Job Description

Department

Quality Control

Designation

Executive / Sr. Executive – Quality Control

Reporting To

Section Head – Quality Control

Location

Ambernath, Maharashtra, India

Educational Qualification

Master’s Degree in Chemistry or Life Sciences

Experience

8–10 years of relevant experience in Peptide Quality Control or Pharmaceutical Industry

About Us

PolyPeptide Group is a specialized Contract Development & Manufacturing Organization (CDMO) focused on peptide- and oligonucleotide-based active pharmaceutical ingredients (APIs). With global GMP-certified manufacturing facilities across Europe, the U.S., and India, PolyPeptide supports pharmaceutical and biotechnology companies from pre-clinical development through commercial manufacturing while contributing to therapies that improve millions of lives worldwide.

Purpose of the Role

To support Peptide Quality Control operations through analysis, characterization, and quality assessment of synthetic peptides using LC-MS and related analytical techniques.

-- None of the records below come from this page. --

//! Insert-or-update against the catalog
//!
//! A resolved file either belongs to an entry that is already there (same
//! stored path, listed as a related file, or a name match within the system)
//! or becomes a new entry. The check and the insert happen in the same
//! call so two tasks never both insert one hash.

use crate::db::{CatalogStore, PathPredicate};
use crate::error::ImportResult;
use crate::models::{CatalogEntry, SystemDescriptor};
use crate::naming;
use std::path::Path;
use std::sync::Arc;

/// What `record` did
#[derive(Debug, Clone)]
pub enum MatchOutcome {
    /// A new entry was written
    Inserted(CatalogEntry),
    /// An existing entry took the file
    Updated {
        entry: CatalogEntry,
        /// The file at the stored path now has different content
        content_changed: bool,
    },
}

impl MatchOutcome {
    pub fn entry(&self) -> &CatalogEntry {
        match self {
            MatchOutcome::Inserted(entry) => entry,
            MatchOutcome::Updated { entry, .. } => entry,
        }
    }

    pub fn into_entry(self) -> CatalogEntry {
        match self {
            MatchOutcome::Inserted(entry) => entry,
            MatchOutcome::Updated { entry, .. } => entry,
        }
    }

    pub fn is_insert(&self) -> bool {
        matches!(self, MatchOutcome::Inserted(_))
    }
}

pub struct CatalogMatcher {
    catalog: Arc<dyn CatalogStore>,
}

impl CatalogMatcher {
    pub fn new(catalog: Arc<dyn CatalogStore>) -> Self {
        Self { catalog }
    }

    /// Record a file stored at `relative_path` with content `content_hash`
    ///
    /// `related` lists catalog-relative paths of sibling files that moved
    /// with it; they are added to whichever entry ends up owning the file.
    pub async fn record(
        &self,
        system: &SystemDescriptor,
        relative_path: &str,
        content_hash: &str,
        related: &[String],
    ) -> ImportResult<MatchOutcome> {
        let scope = [system.id.clone()];

        // Same stored path
        let by_path = self
            .catalog
            .find(&scope, &PathPredicate::RelativePath(relative_path.to_string()))
            .await?;
        if let Some(hit) = by_path.into_iter().next() {
            if hit.content_hash == content_hash {
                let entry = self.merge_related(&hit.content_hash, related, None).await?;
                return Ok(MatchOutcome::Updated {
                    entry,
                    content_changed: false,
                });
            }

            // Content changed in place. Another entry may already own the new hash.
            if let Some(owner) = self.catalog.find_by_hash(content_hash).await? {
                tracing::info!(
                    path = relative_path,
                    owner = %owner.relative_path,
                    "Changed file now duplicates another entry"
                );
                let entry = self.merge_related(&owner.content_hash, related, None).await?;
                return Ok(MatchOutcome::Updated {
                    entry,
                    content_changed: false,
                });
            }

            tracing::info!(path = relative_path, "File content changed, entry flagged for sync");
            let new_hash = content_hash.to_string();
            let related = related.to_vec();
            let entry = self
                .catalog
                .update(
                    &hit.content_hash,
                    Box::new(move |e| {
                        e.content_hash = new_hash;
                        e.requires_metadata_sync = true;
                        for path in related {
                            e.add_related_file(path);
                        }
                    }),
                )
                .await?;
            return Ok(MatchOutcome::Updated {
                entry,
                content_changed: true,
            });
        }

        // Already listed as a sibling of some entry
        let by_related = self
            .catalog
            .find(&scope, &PathPredicate::RelatedFile(relative_path.to_string()))
            .await?;
        if let Some(hit) = by_related.into_iter().next() {
            let entry = self.merge_related(&hit.content_hash, related, None).await?;
            return Ok(MatchOutcome::Updated {
                entry,
                content_changed: false,
            });
        }

        // Another dump of a game the system already has
        let stripped = naming::stripped_stem(Path::new(relative_path));
        let by_name = self
            .catalog
            .find(&scope, &PathPredicate::FileNameContains(stripped))
            .await?;
        if let Some(hit) = by_name.into_iter().find(|e| e.content_hash != content_hash) {
            tracing::debug!(
                path = relative_path,
                entry = %hit.relative_path,
                "Attached file to existing entry by name"
            );
            let entry = self
                .merge_related(&hit.content_hash, related, Some(relative_path))
                .await?;
            return Ok(MatchOutcome::Updated {
                entry,
                content_changed: false,
            });
        }

        // Same content stored under another name
        if let Some(existing) = self.catalog.find_by_hash(content_hash).await? {
            tracing::debug!(
                path = relative_path,
                existing = %existing.relative_path,
                "Content already in catalog"
            );
            let entry = self.merge_related(&existing.content_hash, related, None).await?;
            return Ok(MatchOutcome::Updated {
                entry,
                content_changed: false,
            });
        }

        let mut entry = CatalogEntry::new(content_hash, &system.id, relative_path);
        for path in related {
            entry.add_related_file(path.clone());
        }
        if self.catalog.insert(&entry).await? {
            tracing::info!(path = relative_path, system = %system.id, "New catalog entry");
            return Ok(MatchOutcome::Inserted(entry));
        }

        // Lost a race with a writer outside this process
        let entry = self.merge_related(content_hash, related, None).await?;
        Ok(MatchOutcome::Updated {
            entry,
            content_changed: false,
        })
    }

    async fn merge_related(
        &self,
        content_hash: &str,
        related: &[String],
        extra: Option<&str>,
    ) -> ImportResult<CatalogEntry> {
        let mut paths = related.to_vec();
        if let Some(extra) = extra {
            paths.push(extra.to_string());
        }
        if paths.is_empty() {
            if let Some(entry) = self.catalog.find_by_hash(content_hash).await? {
                return Ok(entry);
            }
        }
        let entry = self
            .catalog
            .update(
                content_hash,
                Box::new(move |e| {
                    for path in paths {
                        e.add_related_file(path);
                    }
                }),
            )
            .await?;
        Ok(entry)
    }
}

The role involves analytical method development, troubleshooting, data interpretation, regulatory documentation, and ensuring compliance with GMP, GLP, and global regulatory standards.

Key Responsibilities

• Perform peptide purity and identity analysis using:

  • LC-MS

  • HPLC

  • UPLC

  • GC systems

• Conduct routine quality control testing of:

  • Raw materials

  • Intermediates

  • Finished peptide products

• Develop, optimize, validate, and transfer analytical methods for peptide QC analysis.

• Interpret chromatographic and mass spectral data for peptide characterization and impurity profiling.

• Troubleshoot analytical and instrument-related issues associated with LC-MS and related systems.

• Ensure calibration, qualification, and preventive maintenance of laboratory instruments and equipment.

• Prepare and review:

  • Analytical reports

  • Certificates of Analysis (COAs)

  • SOPs

  • Validation protocols and reports

  • Specifications and analytical documentation

• Ensure compliance with:

  • GMP

  • GLP

  • FDA guidelines

  • ICH guidelines

  • Internal quality standards

• Investigate:

  • OOS (Out of Specification) results

  • OOT (Out of Trend) results

  • Deviations and laboratory incidents

• Participate in root cause analysis, CAPA implementation, and risk assessment activities.

• Maintain accurate documentation and ensure data integrity practices as per regulatory requirements.

• Support internal audits, customer audits, and regulatory inspections while ensuring audit readiness.

• Coordinate with R&D, Production, QA, and cross-functional teams for smooth analytical operations and issue resolution.

• Ensure laboratory safety compliance and adherence to good laboratory practices.

Required Skills & Competencies

• Strong technical expertise in:

  • LC-MS

  • HPLC

  • UPLC

  • GC analytical techniques

• Good understanding of:

  • Peptide analysis and characterization

  • GMP and GLP requirements

  • FDA and ICH guidelines

  • Data Integrity practices

• Experience in analytical method development and validation.

• Strong troubleshooting and investigation skills for analytical instruments and laboratory deviations.

• Good documentation, technical writing, and data handling capabilities.

• Strong analytical thinking and problem-solving skills.

• High attention to detail with a quality-focused mindset.

• Effective communication and collaboration skills.

• Ability to work independently and manage multiple priorities in a GMP environment.

Preferred Attributes

• Experience in peptide manufacturing or peptide analytical characterization preferred.

• Exposure to regulatory audits such as USFDA, MHRA, EU GMP, or WHO audits will be an added advantage.

• Familiarity with laboratory software, chromatography data systems (CDS), or LIMS preferred.

• Self-driven professional with strong ownership and compliance orientation.

Why Join Us at PolyPeptide Group

At PolyPeptide Group, you will work at the forefront of peptide therapeutics — one of the fastest-growing and most innovative segments in the pharmaceutical industry. As part of a global CDMO organization, you will gain exposure to advanced analytical technologies, international quality standards, and collaborative global projects that contribute to life-saving therapies worldwide.